The nonprofit Spaces gallery announced it is moving to the Van Rooy Building in Ohio City’s Hingetown, owned by arts entrepreneurs Fred and Laura Bidwell. After becoming part of the arts-related revitalization that’s sweeping half a dozen Cleveland neighborhoods, Bidwell thought, why not take on the entire city? Bidwell conceived FRONT as a project that would bring scores of contemporary artists to the city from around the world to stage exhibitions at venues across Cleveland and Northeast Ohio.
The nonprofit FRONT International exhibit announces a roster of 57 artists from around the world who will participate in the inaugural run of the triennial show, designed to put Cleveland on the global map as a key art world destination.

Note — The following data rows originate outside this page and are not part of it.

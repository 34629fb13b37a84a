// 📐 Schema Detector - maps header text to semantic column roles
// One detection per file; the mapping drives every row of that file

use serde::{Deserialize, Serialize};

use crate::error::IngestError;

// ============================================================================
// ROLES
// ============================================================================

#[derive(Debug, Clone, Copy, PartialEq, Eq, Hash, Serialize, Deserialize)]
pub enum Role {
    Date,
    Amount,
    Description,
    Identifier,
}

impl Role {
    pub const ALL: [Role; 4] = [Role::Date, Role::Amount, Role::Description, Role::Identifier];

    pub fn name(&self) -> &'static str {
        match self {
            Role::Date => "date",
            Role::Amount => "amount",
            Role::Description => "description",
            Role::Identifier => "identifier",
        }
    }

    /// Accepted header spellings, already lowercased
    pub fn vocabulary(&self) -> &'static [&'static str] {
        match self {
            Role::Date => &["data", "date"],
            Role::Amount => &["valor", "amount"],
            Role::Description => &["descrição", "descricao", "description"],
            Role::Identifier => &["identificador", "identifier"],
        }
    }

    pub fn is_mandatory(&self) -> bool {
        !matches!(self, Role::Identifier)
    }
}

// ============================================================================
// SCHEMA MAPPING
// ============================================================================

/// Column position for each role. Mandatory roles are always present.
#[derive(Debug, Clone, Copy, PartialEq, Eq, Serialize, Deserialize)]
pub struct SchemaMapping {
    pub date: usize,
    pub amount: usize,
    pub description: usize,
    pub identifier: Option<usize>,
}

impl SchemaMapping {
    /// Minimum row length for the mandatory cells to be addressable
    pub fn required_columns(&self) -> usize {
        self.date.max(self.amount).max(self.description) + 1
    }
}

fn normalize_header(cell: &str) -> String {
    cell.trim_start_matches('\u{feff}').trim().to_lowercase()
}

/// Detect column roles from a header row.
///
/// Each role is matched independently; the first column whose normalized
/// text is in the role's vocabulary wins. A later column that would also
/// match is ignored, even if it looks like a better fit.
pub fn detect_schema<S: AsRef<str>>(headers: &[S]) -> Result<SchemaMapping, IngestError> {
    let normalized: Vec<String> = headers.iter().map(|h| normalize_header(h.as_ref())).collect();

    let find = |role: Role| {
        normalized
            .iter()
            .position(|h| role.vocabulary().contains(&h.as_str()))
    };

    let date = find(Role::Date);
    let amount = find(Role::Amount);
    let description = find(Role::Description);
    let identifier = find(Role::Identifier);

    match (date, amount, description) {
        (Some(date), Some(amount), Some(description)) => Ok(SchemaMapping {
            date,
            amount,
            description,
            identifier,
        }),
        _ => {
            let missing = Role::ALL
                .into_iter()
                .filter(|r| r.is_mandatory() && find(*r).is_none())
                .collect();
            Err(IngestError::SchemaIncomplete { missing })
        }
    }
}

// ============================================================================
// DELIMITER SNIFFING
// ============================================================================

pub const CANDIDATE_DELIMITERS: [u8; 3] = [b',', b';', b'\t'];

/// Pick the delimiter used by the header line: the most frequent candidate
/// outside double quotes. Ties go to the earlier candidate; no candidate
/// at all means ','.
pub fn sniff_delimiter(data: &[u8]) -> u8 {
    let header_line = data
        .split(|b| *b == b'\n')
        .next()
        .unwrap_or_default();

    let mut counts = [0usize; CANDIDATE_DELIMITERS.len()];
    let mut in_quotes = false;
    for byte in header_line {
        if *byte == b'"' {
            in_quotes = !in_quotes;
            continue;
        }
        if in_quotes {
            continue;
        }
        if let Some(i) = CANDIDATE_DELIMITERS.iter().position(|d| d == byte) {
            counts[i] += 1;
        }
    }

    let mut best = 0;
    for i in 1..counts.len() {
        if counts[i] > counts[best] {
            best = i;
        }
    }
    CANDIDATE_DELIMITERS[best]
}
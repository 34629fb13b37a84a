// 🔢 Field Parsers - locale-aware date and amount parsing
// Pure functions: text in, canonical value out

use chrono::{Datelike, NaiveDate};
use serde::{Deserialize, Serialize};
use std::str::FromStr;

use crate::error::RowErrorKind;

// ============================================================================
// DIRECTION
// ============================================================================

/// Money flow of a transaction, captured separately from the amount magnitude
#[derive(Debug, Clone, Copy, PartialEq, Eq, Hash, Serialize, Deserialize)]
#[serde(rename_all = "lowercase")]
pub enum Direction {
    Credit,
    Debit,
}

impl Direction {
    pub fn as_str(&self) -> &'static str {
        match self {
            Direction::Credit => "credit",
            Direction::Debit => "debit",
        }
    }

    /// Non-positive raw values are debits, zero included
    pub fn from_signed(raw: f64) -> Self {
        if raw > 0.0 {
            Direction::Credit
        } else {
            Direction::Debit
        }
    }
}

impl FromStr for Direction {
    type Err = String;

    fn from_str(s: &str) -> Result<Self, Self::Err> {
        match s.trim().to_lowercase().as_str() {
            "credit" => Ok(Direction::Credit),
            "debit" => Ok(Direction::Debit),
            other => Err(format!("unknown direction '{}'", other)),
        }
    }
}

// ============================================================================
// DATE PARSING
// ============================================================================

/// Day/month/year is tried first, then the fallbacks in this order
pub const PRIMARY_DATE_FORMAT: &str = "%d/%m/%Y";
pub const FALLBACK_DATE_FORMATS: [&str; 3] = ["%Y-%m-%d", "%m/%d/%Y", "%d-%m-%Y"];

/// Years must be written with four digits; `%Y` alone would read "24" as 0024
const YEAR_RANGE: std::ops::RangeInclusive<i32> = 1000..=9999;

/// Parse a statement date. First format that matches wins.
pub fn parse_date(raw: &str) -> Result<NaiveDate, RowErrorKind> {
    let s = raw.trim();

    std::iter::once(PRIMARY_DATE_FORMAT)
        .chain(FALLBACK_DATE_FORMATS)
        .find_map(|fmt| {
            NaiveDate::parse_from_str(s, fmt)
                .ok()
                .filter(|date| YEAR_RANGE.contains(&date.year()))
        })
        .ok_or_else(|| RowErrorKind::InvalidDate(s.to_string()))
}

// ============================================================================
// AMOUNT PARSING
// ============================================================================

/// Currency tokens stripped before parsing. Longer tokens come first so
/// "R$" is not left behind as "R".
pub const CURRENCY_SYMBOLS: [&str; 5] = ["US$", "R$", "$", "€", "£"];

/// Separator conventions of a statement export
#[derive(Debug, Clone, Copy, PartialEq, Eq, Serialize, Deserialize)]
pub struct AmountFormat {
    pub grouping: char,
    pub decimal: char,
}

impl AmountFormat {
    /// "1.234,56" - Nubank and most Brazilian exports
    pub fn brazilian() -> Self {
        AmountFormat {
            grouping: '.',
            decimal: ',',
        }
    }

    /// "1,234.56"
    pub fn international() -> Self {
        AmountFormat {
            grouping: ',',
            decimal: '.',
        }
    }
}

impl Default for AmountFormat {
    fn default() -> Self {
        AmountFormat::brazilian()
    }
}

impl FromStr for AmountFormat {
    type Err = String;

    fn from_str(s: &str) -> Result<Self, Self::Err> {
        match s.trim().to_lowercase().as_str() {
            "brazilian" | "br" | "pt-br" => Ok(AmountFormat::brazilian()),
            "international" | "intl" | "en" => Ok(AmountFormat::international()),
            other => Err(format!("unknown amount format '{}'", other)),
        }
    }
}

/// Parsed amount: magnitude plus direction. The signed value never leaves
/// this module.
#[derive(Debug, Clone, Copy, PartialEq)]
pub struct ParsedAmount {
    pub amount: f64,
    pub direction: Direction,
}

/// Parse a statement amount.
///
/// Transform order: strip currency symbols, drop grouping separators,
/// convert the decimal separator to '.', drop whitespace, parse.
pub fn parse_amount(raw: &str, format: AmountFormat) -> Result<ParsedAmount, RowErrorKind> {
    let mut s = raw.to_string();
    for symbol in CURRENCY_SYMBOLS {
        s = s.replace(symbol, "");
    }

    let s: String = s
        .chars()
        .filter(|c| *c != format.grouping)
        .map(|c| if c == format.decimal { '.' } else { c })
        .filter(|c| !c.is_whitespace())
        .collect();

    let signed = s
        .parse::<f64>()
        .ok()
        .filter(|v| v.is_finite())
        .ok_or_else(|| RowErrorKind::InvalidAmount(raw.trim().to_string()))?;

    Ok(ParsedAmount {
        amount: signed.abs(),
        direction: Direction::from_signed(signed),
    })
}
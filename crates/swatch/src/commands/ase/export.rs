use clap::Args;
use miette::{Context, IntoDiagnostic, Result};
use std::{io::Write, path::PathBuf};
use tracing::info;

use super::{create_output, open_document};

#[derive(Args)]
pub struct ExportArgs {
    /// An input ASE file
    #[arg(short, long, value_name = "FILE")]
    file: PathBuf,

    /// A target JSON file
    #[arg(short, long, value_name = "FILE")]
    output: PathBuf,

    /// Pool grouped colors with the ungrouped ones
    #[arg(long, default_value_t = false)]
    flatten: bool,

    /// Allow overwriting the target
    #[arg(long, default_value_t = false)]
    overwrite: bool,
}

impl ExportArgs {
    pub fn handle(&self) -> Result<()> {
        let document = open_document(&self.file, self.flatten)?;

        let json = serde_json::to_string_pretty(&document)
            .into_diagnostic()
            .context("serializing document")?;

        info!("writing {}", self.output.display());
        let mut out = create_output(&self.output, self.overwrite)?;
        out.write_all(json.as_bytes())
            .into_diagnostic()
            .context(format!("writing {}", self.output.display()))?;

        Ok(())
    }
}
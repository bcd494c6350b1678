//! Error types that can be emitted from this library

use miette::Diagnostic;
use thiserror::Error;

use crate::color::ColorModel;

/// Error type for library
#[derive(Error, Diagnostic, Debug)]
pub enum Error {
    /// Transparent wrapper for [`std::io::Error`]
    #[error(transparent)]
    IOError(#[from] std::io::Error),

    /// Transparent wrapper for [`binrw::Error`]
    #[error(transparent)]
    BinRWError(#[from] binrw::Error),

    /// Transparent wrapper for [`std::string::FromUtf16Error`]
    #[error(transparent)]
    UTF16Error(#[from] std::string::FromUtf16Error),

    /// file does not start with the ASEF signature
    #[error("file is not an ase file: expected signature of ASEF")]
    InvalidFile,

    /// unsupported version {major}.{minor}
    #[error("unsupported ase version {major}.{minor}, expected 1.0")]
    InvalidVersion {
        /// Major version read from the header
        major: i16,
        /// Minor version read from the header
        minor: i16,
    },

    /// invalid block type {0:#06x}
    #[error("invalid block type {0:#06x}")]
    InvalidBlockType(u16),

    /// invalid color model
    #[error("invalid color model")]
    InvalidColorModel(#[from] ColorModelError),

    /// invalid color type {0}
    #[error("invalid color type {0}")]
    InvalidColorType(i16),

    /// name is not zero terminated
    #[error("name is not zero terminated")]
    MissingNameTerminator,

    /// name of {0} code units does not fit in a name length field
    #[error("name of {0} code units does not fit in a name length field")]
    NameTooLong(usize),

    /// invalid group structure
    #[error("invalid group structure")]
    InvalidGroup(#[from] GroupError),
}

/// Error type to provide further information when a color model is rejected
#[derive(Error, Diagnostic, Debug)]
pub enum ColorModelError {
    /// unknown model tag {0:?}
    #[error("unknown model tag {0:?}")]
    UnknownTag(String),

    /// {model} expects {expected} values, found {found}
    #[error("{model} expects {expected} values, found {found}")]
    ChannelCount {
        /// Model of the offending color
        model: ColorModel,
        /// Number of channels the model carries
        expected: usize,
        /// Number of values present on the color
        found: usize,
    },
}

/// Error type to provide further information when group blocks are unbalanced
#[derive(Error, Diagnostic, Debug)]
pub enum GroupError {
    /// group {0:?} started while another group is open
    #[error("group {0:?} started while another group is open")]
    Nested(String),

    /// group end without an open group
    #[error("group end without an open group")]
    UnexpectedEnd,

    /// group {0:?} is never closed
    #[error("group {0:?} is never closed")]
    Unterminated(String),
}

/// Generic result type with crate's Error as its error variant
pub type Result<T> = core::result::Result<T, Error>;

In the process, he hopes, the show will “redefine the city as a cultural and intellectual hub.” It’s a risky move, but the $5 million investment – of which Bidwell has raised about half – is relatively modest in relation to the intended impact. “The different thing you’ve got to do is innovate,” Bidwell said. “You’ve essentially got to reinvent yourself and your business, and, ultimately, the city.”